Ntvnews.id, Jakarta - Menteri Koordinator Bidang Hukum, HAM, Imigrasi, dan Pemasyarakatan Yusril Ihza Mahendra menegaskan aparat kepolisian yang viral di media sosial karena menuduh seorang pedagang es gabus akan diproses sesuai mekanisme internal Polri.
"Baik ditindak dengan penegakan disiplin maupun pelanggaran etik, sampai kepada kemungkinan juga akan diambil satu langkah hukum terhadap hal itu," kata Yusril di Jakarta, Rabu, 28 Januari 2026.
Yusril meminta masyarakat tidak perlu khawatir atas peristiwa tersebut. Menurutnya, aparat penegak hukum juga merupakan manusia yang tidak luput dari kemungkinan melakukan kesalahan dalam menjalankan tugas.
Meski demikian, ia mengimbau publik untuk tetap menghormati aparat penegak hukum karena mereka menjalankan kewenangan yang diberikan oleh negara dan diatur dalam undang-undang guna menegakkan hukum.
Apabila terdapat masyarakat yang diduga melanggar hukum, Yusril menjelaskan bahwa kepolisian memang memiliki tugas untuk mengambil langkah hukum, baik dalam bentuk pengamanan maupun penegakan hukum, seperti penahanan, penangkapan, penyelidikan, hingga penyidikan.
"Penahanan itu adalah kewenangan kepolisian," tuturnya.
Namun, Yusril menegaskan bahwa kewenangan tersebut tetap memiliki batas. Jika aparat kepolisian terbukti melakukan kesalahan, tindakan berlebihan, atau bertindak di luar ketentuan hukum, maka mereka juga dapat dikenai sanksi sesuai dengan tingkat pelanggarannya masing-masing.
Sebelumnya, tim penyidik Direktorat Reserse Kriminal Khusus menelusuri lokasi pembuatan es di Depok, Jawa Barat. Setelah dilakukan pemeriksaan, aparat memastikan produk tersebut aman dan layak dikonsumsi. Sampel es gabus juga dikirim ke Dinas Kesehatan dan Laboratorium Forensik Polri.

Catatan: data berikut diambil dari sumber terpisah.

//! Top-level tutorial sections.
//!
//! Each variant is one panel of the section router. All but
//! [`Section::Examples`] render a Markdown document; `Examples` hosts the
//! nested topic gallery.

use super::PanelKey;

/// Panels available to the section router.
#[derive(Clone, Copy, Debug, PartialEq, Eq, Hash)]
pub enum Section {
    /// JSX, components, props and state
    Fundamentals,
    /// Built-in hooks
    Hooks,
    /// Reconciliation, keys and composition
    Advanced,
    /// Patterns and best practices
    Patterns,
    /// State management strategies
    State,
    /// Hook internals and rules
    HooksDeep,
    /// Context API patterns
    Context,
    /// Rendering performance
    Performance,
    /// Controlled and uncontrolled forms
    Forms,
    /// Writing custom hooks
    CustomHooks,
    /// Refs and direct DOM access
    Refs,
    /// Error boundaries
    Errors,
    /// Rendering into other DOM nodes
    Portals,
    /// Lazy loading and code splitting
    Splitting,
    /// Higher-order components and render props
    PatternsAdv,
    /// Concurrent features
    React18,
    /// Client-side routing
    Routing,
    /// Redux Toolkit
    Redux,
    /// Reference documentation
    Docs,
    /// Interview examples index (nested gallery)
    Examples,
}

impl PanelKey for Section {
    const ALL: &'static [Self] = &[
        Self::Fundamentals,
        Self::Hooks,
        Self::Advanced,
        Self::Patterns,
        Self::State,
        Self::HooksDeep,
        Self::Context,
        Self::Performance,
        Self::Forms,
        Self::CustomHooks,
        Self::Refs,
        Self::Errors,
        Self::Portals,
        Self::Splitting,
        Self::PatternsAdv,
        Self::React18,
        Self::Routing,
        Self::Redux,
        Self::Docs,
        Self::Examples,
    ];

    fn id(self) -> &'static str {
        match self {
            Self::Fundamentals => "fundamentals",
            Self::Hooks => "hooks",
            Self::Advanced => "advanced",
            Self::Patterns => "patterns",
            Self::State => "state",
            Self::HooksDeep => "hooks-deep",
            Self::Context => "context",
            Self::Performance => "performance",
            Self::Forms => "forms",
            Self::CustomHooks => "custom-hooks",
            Self::Refs => "refs",
            Self::Errors => "errors",
            Self::Portals => "portals",
            Self::Splitting => "splitting",
            Self::PatternsAdv => "patterns-adv",
            Self::React18 => "react18",
            Self::Routing => "routing",
            Self::Redux => "redux",
            Self::Docs => "docs",
            Self::Examples => "examples",
        }
    }

    fn source(self) -> &'static str {
        match self {
            Self::Fundamentals => include_str!("../../assets/content/sections/fundamentals.md"),
            Self::Hooks => include_str!("../../assets/content/sections/hooks.md"),
            Self::Advanced => include_str!("../../assets/content/sections/advanced.md"),
            Self::Patterns => include_str!("../../assets/content/sections/patterns.md"),
            Self::State => include_str!("../../assets/content/sections/state.md"),
            Self::HooksDeep => include_str!("../../assets/content/sections/hooks-deep.md"),
            Self::Context => include_str!("../../assets/content/sections/context.md"),
            Self::Performance => include_str!("../../assets/content/sections/performance.md"),
            Self::Forms => include_str!("../../assets/content/sections/forms.md"),
            Self::CustomHooks => include_str!("../../assets/content/sections/custom-hooks.md"),
            Self::Refs => include_str!("../../assets/content/sections/refs.md"),
            Self::Errors => include_str!("../../assets/content/sections/errors.md"),
            Self::Portals => include_str!("../../assets/content/sections/portals.md"),
            Self::Splitting => include_str!("../../assets/content/sections/splitting.md"),
            Self::PatternsAdv => include_str!("../../assets/content/sections/patterns-adv.md"),
            Self::React18 => include_str!("../../assets/content/sections/react18.md"),
            Self::Routing => include_str!("../../assets/content/sections/routing.md"),
            Self::Redux => include_str!("../../assets/content/sections/redux.md"),
            Self::Docs => include_str!("../../assets/content/sections/docs.md"),
            Self::Examples => include_str!("../../assets/content/sections/examples.md"),
        }
    }
}

impl Section {
    /// Whether this section renders the nested topic gallery instead of Markdown.
    #[inline]
    pub fn is_gallery(self) -> bool {
        matches!(self, Self::Examples)
    }
}
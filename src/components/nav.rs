//! Section navigation bar.
//!
//! One button per catalog entry; the button of the resolved section is
//! marked active. On compact viewports the ordinal prefix of each label is
//! dropped.

use std::sync::Arc;

use leptos::prelude::*;

use crate::app::AppContext;
use crate::models::{Catalog, CatalogEntry, Section, TabSelection};
use crate::utils::format::short_label;

stylance::import_crate_style!(css, "src/components/nav.module.css");

/// Navigation bar for the top-level section router.
///
/// # Props
/// - `catalog`: Sections to list, in display order
/// - `selection`: Router state owned by the parent shell
#[component]
pub fn SectionNav(
    catalog: Arc<Catalog<Section>>,
    selection: RwSignal<TabSelection>,
) -> impl IntoView {
    let tabs = catalog
        .entries()
        .iter()
        .map(|entry| {
            view! { <SectionTab entry=entry.clone() catalog=catalog.clone() selection=selection /> }
        })
        .collect_view();

    view! {
        <nav class=css::navigation aria-label="Sections">
            {tabs}
        </nav>
    }
}

#[component]
fn SectionTab(
    entry: CatalogEntry<Section>,
    catalog: Arc<Catalog<Section>>,
    selection: RwSignal<TabSelection>,
) -> impl IntoView {
    let ctx = use_context::<AppContext>().expect("AppContext must be provided");

    let CatalogEntry { id, label, .. } = entry;
    let id_for_active = id.clone();

    let is_active =
        Memo::new(move |_| selection.with(|s| s.is_active(&catalog, &id_for_active)));

    let handle_click = move |_: leptos::ev::MouseEvent| {
        let previous = selection.with_untracked(|s| s.id().to_string());
        log::debug!("section: {previous} -> {id}");
        selection.update(|s| s.select(id.clone()));
    };

    let text = move || {
        if ctx.compact_nav.get() {
            short_label(&label).to_string()
        } else {
            label.clone()
        }
    };

    let class = move || {
        if is_active.get() {
            format!("{} {}", css::tab, css::active)
        } else {
            css::tab.to_string()
        }
    };

    view! {
        <button
            class=class
            on:click=handle_click
            aria-pressed=move || is_active.get().to_string()
        >
            {text}
        </button>
    }
}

Hasil pemeriksaan menunjukkan tidak ditemukan penggunaan bahan berbahaya maupun material spon PU Foam sebagaimana isu yang beredar luas di media sosial.
Kasat Reskrim Polres Metro Jakarta Pusat AKBP Roby Heri menyampaikan bahwa setelah seluruh rangkaian pemeriksaan menyatakan produk tersebut aman, pedagang bernama Suderajat dipulangkan ke rumahnya di Depok. Polisi juga mengganti uang atas barang dagangan yang sempat diamankan untuk keperluan pemeriksaan.
Anggota TNI dan Polri yang bertugas di Kelurahan Kampung Rawa, Kecamatan Johar Baru, Jakarta Pusat, turut mengakui telah terlalu cepat menarik kesimpulan hingga sempat mengamankan pedagang es gabus tersebut.
Atas kejadian itu, mereka menyampaikan permohonan maaf secara mendalam, khususnya kepada Suderajat sebagai pihak yang terdampak langsung, serta memastikan tidak ada niat untuk merugikan maupun mencemarkan nama baik.